Genomic and Chemical Profiling of B9, a Unique Penicillium Fungus Derived from Sponge.

Abstract

This study presented the first insights into the genomic and chemical profiles of B9, a specific Penicillium strain derived from sponges of the South China Sea that demonstrated the closest morphological and phylogenetic affinity to P. paxillin. Via the Illumina MiSeq sequencing platform, the draft genome was sequenced, along with structural assembly and functional annotation. There were 34 biosynthetic gene clusters (BGCs) predicted against the antiSMASH database, but only 4 gene clusters could be allocated to known BGCs (≥50% identities).
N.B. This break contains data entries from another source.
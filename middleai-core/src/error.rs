use thiserror::Error;

/// Core error type for the MiddleAI tracer.
/// Internally, modules can use `anyhow::Result<T>` for convenience,
/// but public boundaries should expose `CoreResult<T>` with this error.
#[derive(Debug, Error)]
pub enum MiddleAiError {
    #[error("invalid configuration: {0}")]
    Config(String),

    #[error("span exporter error: {0}")]
    Exporter(String),

    #[error("collector unreachable: {0}")]
    Transport(String),

    #[error("serialization failed: {0}")]
    Serialization(String),

    #[error(transparent)]
    Io(#[from] std::io::Error),

    #[error(transparent)]
    Other(#[from] anyhow::Error),
}

pub type CoreResult<T> = std::result::Result<T, MiddleAiError>;
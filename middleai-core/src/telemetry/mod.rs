//! Telemetry vocabulary shared by the tracer and its callers: the attribute
//! keys the collector expects and the input record for one traced model call.

pub mod keys;
pub mod types;

pub use keys::*;
pub use types::*;
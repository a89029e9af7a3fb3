use anyhow::Context as _;
use bytes::Bytes;
use url::Url;

use crate::error::LoadError;

#[derive(Clone)]
pub struct Fetcher {
    client: reqwest::Client,
}

impl Fetcher {
    pub fn new(user_agent: &str) -> anyhow::Result<Self> {
        let client = reqwest::Client::builder()
            .user_agent(user_agent)
            .redirect(reqwest::redirect::Policy::limited(10))
            .build()
            .context("build reqwest client")?;
        Ok(Self { client })
    }

    /// One GET, no retries. Any non-success status is an error.
    pub async fn get_bytes(&self, url: Url) -> Result<Bytes, LoadError> {
        let resp = match self.client.get(url.clone()).send().await {
            Ok(resp) => resp,
            Err(source) => return Err(LoadError::Transport { url, source }),
        };

        let status = resp.status();
        if !status.is_success() {
            return Err(LoadError::Status { url, status });
        }

        resp.bytes()
            .await
            .map_err(|source| LoadError::Transport { url, source })
    }
}
use std::fmt;
use std::num::NonZeroUsize;
use std::str::FromStr;
use std::sync::LazyLock;

use regex::Regex;

use crate::error::ParsePageSizeError;
use crate::store::KeyValueStore;

pub const PAGE_SIZE_KEY: &str = "postsPerPage";
pub const CURRENT_PAGE_KEY: &str = "currentPage";

const DEFAULT_PER_PAGE: NonZeroUsize = NonZeroUsize::new(10).unwrap();

#[derive(Debug, Clone, Copy, PartialEq, Eq)]
pub enum PageSize {
    Count(NonZeroUsize),
    All,
}

impl PageSize {
    pub const DEFAULT: PageSize = PageSize::Count(DEFAULT_PER_PAGE);

    pub fn per_page(n: usize) -> Option<Self> {
        NonZeroUsize::new(n).map(PageSize::Count)
    }

    /// Lenient form used for stored values: `"all"`, or anything starting with
    /// a positive integer (`"12abc"` reads as 12).
    pub fn coerce(raw: &str) -> Option<Self> {
        if raw == "all" {
            return Some(PageSize::All);
        }
        let n = parse_int_prefix(raw)?;
        usize::try_from(n).ok().and_then(Self::per_page)
    }
}

impl fmt::Display for PageSize {
    fn fmt(&self, f: &mut fmt::Formatter<'_>) -> fmt::Result {
        match self {
            PageSize::Count(n) => write!(f, "{n}"),
            PageSize::All => f.write_str("all"),
        }
    }
}

impl FromStr for PageSize {
    type Err = ParsePageSizeError;

    fn from_str(s: &str) -> Result<Self, Self::Err> {
        if s == "all" {
            return Ok(PageSize::All);
        }
        s.parse::<usize>()
            .ok()
            .and_then(PageSize::per_page)
            .ok_or_else(|| ParsePageSizeError(s.to_string()))
    }
}

#[derive(Debug, Clone, Copy, PartialEq, Eq)]
pub struct PaginationState {
    pub page_size: PageSize,
    /// 1-based. Not used for slicing while `page_size` is `All`, but still stored.
    pub current_page: usize,
}

impl Default for PaginationState {
    fn default() -> Self {
        Self {
            page_size: PageSize::DEFAULT,
            current_page: 1,
        }
    }
}

/// Typed access to the two pagination preferences.
pub struct PreferenceStore<S> {
    store: S,
}

impl<S: KeyValueStore> PreferenceStore<S> {
    pub fn new(store: S) -> Self {
        Self { store }
    }

    pub fn load(&self) -> PaginationState {
        let defaults = PaginationState::default();

        let page_size = match self.raw_page_size() {
            None => defaults.page_size,
            Some(raw) => PageSize::coerce(&raw).unwrap_or_else(|| {
                tracing::warn!(value = %raw, "malformed stored page size; using default");
                defaults.page_size
            }),
        };

        let current_page = match non_empty(self.store.get(CURRENT_PAGE_KEY)) {
            None => defaults.current_page,
            Some(raw) => match parse_int_prefix(&raw).and_then(|n| usize::try_from(n).ok()) {
                Some(n) if n >= 1 => n,
                _ => {
                    tracing::warn!(value = %raw, "malformed stored page index; using default");
                    defaults.current_page
                }
            },
        };

        PaginationState {
            page_size,
            current_page,
        }
    }

    pub fn save(&mut self, state: &PaginationState) {
        self.store.set(PAGE_SIZE_KEY, &state.page_size.to_string());
        self.store
            .set(CURRENT_PAGE_KEY, &state.current_page.to_string());
    }

    /// The stored page-size string exactly as written, if any.
    pub fn raw_page_size(&self) -> Option<String> {
        non_empty(self.store.get(PAGE_SIZE_KEY))
    }

    pub fn inner(&self) -> &S {
        &self.store
    }

    pub fn inner_mut(&mut self) -> &mut S {
        &mut self.store
    }

    pub fn into_inner(self) -> S {
        self.store
    }
}

fn non_empty(value: Option<String>) -> Option<String> {
    value.filter(|v| !v.is_empty())
}

/// Reads the leading integer of `raw`, ignoring whatever follows it.
pub fn parse_int_prefix(raw: &str) -> Option<i64> {
    static LEADING_INT: LazyLock<Regex> =
        LazyLock::new(|| Regex::new(r"^\s*([+-]?\d+)").expect("leading int regex"));
    let caps = LEADING_INT.captures(raw)?;
    caps.get(1)?.as_str().parse().ok()
}
use clap::Parser as _;
use tracing_subscriber::EnvFilter;

#[tokio::main]
async fn main() -> anyhow::Result<()> {
    tracing_subscriber::fmt()
        .with_env_filter(EnvFilter::try_from_default_env().unwrap_or_else(|_| EnvFilter::new("info")))
        .with_writer(std::io::stderr)
        .init();

    let args = blog_paginate::CliArgs::parse();
    blog_paginate::run(args).await
}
Meanwhile, the comparison between B9 and P. paxillin ATCC 10480 demonstrated clear distinctions in morphology, which might be ascribed to the unique environmental adaptability of marine endosymbionts. In addition, two novel pyridinones, penicidihydropyridone A (2) and penicidihydropyridone B (3), were isolated from cultures of B9, and structurally characterized by nuclear magnetic resonance (NMR) and mass spectrometry (MS). The absolute configurations were confirmed by comparison of experimental and calculated electronic circular dichroism (ECD) curves. In addition, structure-based molecular docking indicated that both neo-pyridinones might block the programmed cell death protein 1(PD-1) pathway by competitively binding a programmed cell death 1 ligand 1(PD-L1) dimer. This was verified by the significant inhibition rates of the PD-1/L1 interaction. These indicated that Penicillium sp. B9 possessed a potential source of active secondary metabolites.